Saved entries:
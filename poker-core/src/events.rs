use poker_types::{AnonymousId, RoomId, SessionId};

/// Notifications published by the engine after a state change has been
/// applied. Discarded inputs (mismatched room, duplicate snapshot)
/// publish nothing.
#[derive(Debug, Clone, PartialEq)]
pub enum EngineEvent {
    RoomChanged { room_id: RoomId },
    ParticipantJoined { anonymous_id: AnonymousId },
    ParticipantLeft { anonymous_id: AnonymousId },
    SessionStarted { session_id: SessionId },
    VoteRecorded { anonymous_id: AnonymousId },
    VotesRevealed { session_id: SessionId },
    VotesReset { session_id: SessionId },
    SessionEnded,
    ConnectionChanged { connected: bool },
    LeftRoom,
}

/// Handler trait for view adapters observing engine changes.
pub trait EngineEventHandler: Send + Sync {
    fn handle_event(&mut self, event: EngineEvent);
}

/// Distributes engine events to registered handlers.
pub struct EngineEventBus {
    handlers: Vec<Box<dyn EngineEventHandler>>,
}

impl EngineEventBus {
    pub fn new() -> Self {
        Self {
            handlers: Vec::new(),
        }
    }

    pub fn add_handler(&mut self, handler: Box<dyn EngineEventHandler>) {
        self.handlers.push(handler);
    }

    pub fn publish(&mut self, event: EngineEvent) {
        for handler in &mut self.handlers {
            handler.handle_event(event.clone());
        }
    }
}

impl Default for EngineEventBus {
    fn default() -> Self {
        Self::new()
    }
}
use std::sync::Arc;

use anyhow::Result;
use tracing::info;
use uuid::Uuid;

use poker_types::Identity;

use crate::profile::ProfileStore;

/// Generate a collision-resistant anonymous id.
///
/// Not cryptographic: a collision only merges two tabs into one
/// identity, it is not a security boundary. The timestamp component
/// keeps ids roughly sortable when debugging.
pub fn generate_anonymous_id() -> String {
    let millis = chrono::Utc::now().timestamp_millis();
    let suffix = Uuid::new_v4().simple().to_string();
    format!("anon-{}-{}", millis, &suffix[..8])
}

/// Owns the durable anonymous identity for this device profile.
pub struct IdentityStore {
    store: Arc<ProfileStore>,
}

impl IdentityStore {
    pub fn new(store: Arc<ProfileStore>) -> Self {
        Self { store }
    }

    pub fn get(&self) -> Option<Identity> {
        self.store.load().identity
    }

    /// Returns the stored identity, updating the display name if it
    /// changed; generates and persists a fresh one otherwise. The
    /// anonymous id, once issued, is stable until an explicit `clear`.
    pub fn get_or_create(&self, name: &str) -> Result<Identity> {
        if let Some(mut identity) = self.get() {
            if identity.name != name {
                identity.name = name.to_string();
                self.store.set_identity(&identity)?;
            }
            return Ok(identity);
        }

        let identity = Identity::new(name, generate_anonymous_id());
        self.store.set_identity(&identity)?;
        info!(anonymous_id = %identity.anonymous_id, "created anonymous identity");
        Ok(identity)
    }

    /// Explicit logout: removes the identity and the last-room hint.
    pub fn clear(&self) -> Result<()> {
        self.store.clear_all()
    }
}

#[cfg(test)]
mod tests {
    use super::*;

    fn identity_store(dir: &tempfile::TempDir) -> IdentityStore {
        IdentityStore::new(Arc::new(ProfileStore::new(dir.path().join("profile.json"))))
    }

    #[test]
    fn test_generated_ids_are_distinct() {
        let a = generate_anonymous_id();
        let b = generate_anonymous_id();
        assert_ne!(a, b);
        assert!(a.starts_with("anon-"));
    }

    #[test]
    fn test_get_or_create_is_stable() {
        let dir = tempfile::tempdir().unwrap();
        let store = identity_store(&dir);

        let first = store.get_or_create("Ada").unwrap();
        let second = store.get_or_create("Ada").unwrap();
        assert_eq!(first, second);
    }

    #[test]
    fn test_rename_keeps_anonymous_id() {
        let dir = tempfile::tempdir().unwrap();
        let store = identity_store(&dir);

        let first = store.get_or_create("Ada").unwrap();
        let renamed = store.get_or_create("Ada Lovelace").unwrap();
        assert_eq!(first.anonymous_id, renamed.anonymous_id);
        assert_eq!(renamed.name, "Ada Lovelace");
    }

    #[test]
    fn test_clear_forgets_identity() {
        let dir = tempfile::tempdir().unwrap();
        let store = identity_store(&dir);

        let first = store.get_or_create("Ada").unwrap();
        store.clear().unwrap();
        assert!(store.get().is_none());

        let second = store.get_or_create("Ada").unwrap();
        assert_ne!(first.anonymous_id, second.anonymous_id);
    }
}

Task statement: Your task is to reproduce all of the records exactly.

Exercise solution:
filename poker-core/src/events.rs
use poker_types::{AnonymousId, RoomId, SessionId};

/// Notifications published by the engine after a state change has been
/// applied. Discarded inputs (mismatched room, duplicate snapshot)
/// publish nothing.
#[derive(Debug, Clone, PartialEq)]
pub enum EngineEvent {
    RoomChanged { room_id: RoomId },
    ParticipantJoined { anonymous_id: AnonymousId },
    ParticipantLeft { anonymous_id: AnonymousId },
    SessionStarted { session_id: SessionId },
    VoteRecorded { anonymous_id: AnonymousId },
    VotesRevealed { session_id: SessionId },
    VotesReset { session_id: SessionId },
    SessionEnded,
    ConnectionChanged { connected: bool },
    LeftRoom,
}

/// Handler trait for view adapters observing engine changes.
pub trait EngineEventHandler: Send + Sync {
    fn handle_event(&mut self, event: EngineEvent);
}

/// Distributes engine events to registered handlers.
pub struct EngineEventBus {
    handlers: Vec<Box<dyn EngineEventHandler>>,
}

impl EngineEventBus {
    pub fn new() -> Self {
        Self {
            handlers: Vec::new(),
        }
    }

    pub fn add_handler(&mut self, handler: Box<dyn EngineEventHandler>) {
        self.handlers.push(handler);
    }

    pub fn publish(&mut self, event: EngineEvent) {
        for handler in &mut self.handlers {
            handler.handle_event(event.clone());
        }
    }
}

impl Default for EngineEventBus {
    fn default() -> Self {
        Self::new()
    }
}
use std::sync::Arc;

use anyhow::Result;
use tracing::info;
use uuid::Uuid;

use poker_types::Identity;

use crate::profile::ProfileStore;

/// Generate a collision-resistant anonymous id.
///
/// Not cryptographic: a collision only merges two tabs into one
/// identity, it is not a security boundary. The timestamp component
/// keeps ids roughly sortable when debugging.
pub fn generate_anonymous_id() -> String {
    let millis = chrono::Utc::now().timestamp_millis();
    let suffix = Uuid::new_v4().simple().to_string();
    format!("anon-{}-{}", millis, &suffix[..8])
}

/// Owns the durable anonymous identity for this device profile.
pub struct IdentityStore {
    store: Arc<ProfileStore>,
}

impl IdentityStore {
    pub fn new(store: Arc<ProfileStore>) -> Self {
        Self { store }
    }

    pub fn get(&self) -> Option<Identity> {
        self.store.load().identity
    }

    /// Returns the stored identity, updating the display name if it
    /// changed; generates and persists a fresh one otherwise. The
    /// anonymous id, once issued, is stable until an explicit `clear`.
    pub fn get_or_create(&self, name: &str) -> Result<Identity> {
        if let Some(mut identity) = self.get() {
            if identity.name != name {
                identity.name = name.to_string();
                self.store.set_identity(&identity)?;
            }
            return Ok(identity);
        }

        let identity = Identity::new(name, generate_anonymous_id());
        self.store.set_identity(&identity)?;
        info!(anonymous_id = %identity.anonymous_id, "created anonymous identity");
        Ok(identity)
    }

    /// Explicit logout: removes the identity and the last-room hint.
    pub fn clear(&self) -> Result<()> {
        self.store.clear_all()
    }
}

#[cfg(test)]
mod tests {
    use super::*;

    fn identity_store(dir: &tempfile::TempDir) -> IdentityStore {
        IdentityStore::new(Arc::new(ProfileStore::new(dir.path().join("profile.json"))))
    }

    #[test]
    fn test_generated_ids_are_distinct() {
        let a = generate_anonymous_id();
        let b = generate_anonymous_id();
        assert_ne!(a, b);
        assert!(a.starts_with("anon-"));
    }

    #[test]
    fn test_get_or_create_is_stable() {
        let dir = tempfile::tempdir().unwrap();
        let store = identity_store(&dir);

        let first = store.get_or_create("Ada").unwrap();
        let second = store.get_or_create("Ada").unwrap();
        assert_eq!(first, second);
    }

    #[test]
    fn test_rename_keeps_anonymous_id() {
        let dir = tempfile::tempdir().unwrap();
        let store = identity_store(&dir);

        let first = store.get_or_create("Ada").unwrap();
        let renamed = store.get_or_create("Ada Lovelace").unwrap();
        assert_eq!(first.anonymous_id, renamed.anonymous_id);
        assert_eq!(renamed.name, "Ada Lovelace");
    }

    #[test]
    fn test_clear_forgets_identity() {
        let dir = tempfile::tempdir().unwrap();
        let store = identity_store(&dir);

        let first = store.get_or_create("Ada").unwrap();
        store.clear().unwrap();
        assert!(store.get().is_none());

        let second = store.get_or_create("Ada").unwrap();
        assert_ne!(first.anonymous_id, second.anonymous_id);
    }
}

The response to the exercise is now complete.